Records from a dataset
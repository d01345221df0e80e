// SPDX-License-Identifier: BUSL-1.1
// Copyright (c) 2026 Joborc Contributors

//! §8 scenario 2: two workers under one root emit 100 interleaved logs
//! each; the aggregated, ascending-order view returns exactly 200 entries,
//! each worker's own entries still in the order it wrote them.

use std::collections::HashMap;
use std::sync::Arc;

use joborc_core::{Job, JobId, JobType, LogEntry, LogLevel, Sequence};
use joborc_engine::LogService;
use joborc_storage::{InMemoryJobStorage, InMemoryLogStorage};
use joborc_wire::LogOrder;

fn entry(job_id: JobId, n: u32, worker: &str) -> LogEntry {
    let full_timestamp = format!("2026-01-01T00:00:00.{n:09}Z");
    LogEntry {
        associated_job_id: job_id,
        sequence: Sequence::next(&full_timestamp),
        full_timestamp,
        timestamp: format!("00:00:00.{n:03}"),
        level: LogLevel::Inf,
        message: format!("{worker}-{n:03}"),
        context: HashMap::new(),
    }
}

#[tokio::test]
async fn two_hundred_interleaved_entries_come_back_with_each_workers_order_preserved() {
    let jobs = Arc::new(InMemoryJobStorage::new());
    let logs = Arc::new(InMemoryLogStorage::new());

    let root: Job = Job::builder().job_type(JobType::Root).name("root").build();
    let root_id = root.id;
    jobs.save_job(root).await.unwrap();

    let worker_a: Job = Job::builder().job_type(JobType::Crawler).parent_id(root_id).name("worker-a").build();
    let worker_b: Job = Job::builder().job_type(JobType::Crawler).parent_id(root_id).name("worker-b").build();
    let worker_a_id = worker_a.id;
    let worker_b_id = worker_b.id;
    jobs.save_job(worker_a).await.unwrap();
    jobs.save_job(worker_b).await.unwrap();

    let logs_a = logs.clone();
    let logs_b = logs.clone();
    let task_a = tokio::spawn(async move {
        for n in 0..100 {
            logs_a.append_log(entry(worker_a_id, n, "a")).await.unwrap();
        }
    });
    let task_b = tokio::spawn(async move {
        for n in 0..100 {
            logs_b.append_log(entry(worker_b_id, n, "b")).await.unwrap();
        }
    });
    task_a.await.unwrap();
    task_b.await.unwrap();

    let service = LogService::new(jobs, logs);
    let response = service.get_aggregated_logs(root_id, true, None, 500, None, LogOrder::Asc).await.unwrap();

    assert_eq!(response.logs.len(), 200);
    assert!(response.next_cursor.is_none());

    let mut last_seen: HashMap<JobId, u32> = HashMap::new();
    for e in &response.logs {
        let n: u32 = e.message.rsplit('-').next().unwrap().parse().unwrap();
        if let Some(&prev) = last_seen.get(&e.job_id) {
            assert!(n > prev, "job {} saw entry {n} after {prev}: merge reordered a single worker's own writes", e.job_id);
        }
        last_seen.insert(e.job_id, n);
    }
    assert_eq!(last_seen.len(), 2);
}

What you are asked to do
Word for word, set down all of the records above.

Solution to this exercise
repository d01345221df0e80e
// SPDX-License-Identifier: BUSL-1.1
// Copyright (c) 2026 Joborc Contributors

//! §8 scenario 2: two workers under one root emit 100 interleaved logs
//! each; the aggregated, ascending-order view returns exactly 200 entries,
//! each worker's own entries still in the order it wrote them.

use std::collections::HashMap;
use std::sync::Arc;

use joborc_core::{Job, JobId, JobType, LogEntry, LogLevel, Sequence};
use joborc_engine::LogService;
use joborc_storage::{InMemoryJobStorage, InMemoryLogStorage};
use joborc_wire::LogOrder;

fn entry(job_id: JobId, n: u32, worker: &str) -> LogEntry {
    let full_timestamp = format!("2026-01-01T00:00:00.{n:09}Z");
    LogEntry {
        associated_job_id: job_id,
        sequence: Sequence::next(&full_timestamp),
        full_timestamp,
        timestamp: format!("00:00:00.{n:03}"),
        level: LogLevel::Inf,
        message: format!("{worker}-{n:03}"),
        context: HashMap::new(),
    }
}

#[tokio::test]
async fn two_hundred_interleaved_entries_come_back_with_each_workers_order_preserved() {
    let jobs = Arc::new(InMemoryJobStorage::new());
    let logs = Arc::new(InMemoryLogStorage::new());

    let root: Job = Job::builder().job_type(JobType::Root).name("root").build();
    let root_id = root.id;
    jobs.save_job(root).await.unwrap();

    let worker_a: Job = Job::builder().job_type(JobType::Crawler).parent_id(root_id).name("worker-a").build();
    let worker_b: Job = Job::builder().job_type(JobType::Crawler).parent_id(root_id).name("worker-b").build();
    let worker_a_id = worker_a.id;
    let worker_b_id = worker_b.id;
    jobs.save_job(worker_a).await.unwrap();
    jobs.save_job(worker_b).await.unwrap();

    let logs_a = logs.clone();
    let logs_b = logs.clone();
    let task_a = tokio::spawn(async move {
        for n in 0..100 {
            logs_a.append_log(entry(worker_a_id, n, "a")).await.unwrap();
        }
    });
    let task_b = tokio::spawn(async move {
        for n in 0..100 {
            logs_b.append_log(entry(worker_b_id, n, "b")).await.unwrap();
        }
    });
    task_a.await.unwrap();
    task_b.await.unwrap();

    let service = LogService::new(jobs, logs);
    let response = service.get_aggregated_logs(root_id, true, None, 500, None, LogOrder::Asc).await.unwrap();

    assert_eq!(response.logs.len(), 200);
    assert!(response.next_cursor.is_none());

    let mut last_seen: HashMap<JobId, u32> = HashMap::new();
    for e in &response.logs {
        let n: u32 = e.message.rsplit('-').next().unwrap().parse().unwrap();
        if let Some(&prev) = last_seen.get(&e.job_id) {
            assert!(n > prev, "job {} saw entry {n} after {prev}: merge reordered a single worker's own writes", e.job_id);
        }
        last_seen.insert(e.job_id, n);
    }
    assert_eq!(last_seen.len(), 2);
}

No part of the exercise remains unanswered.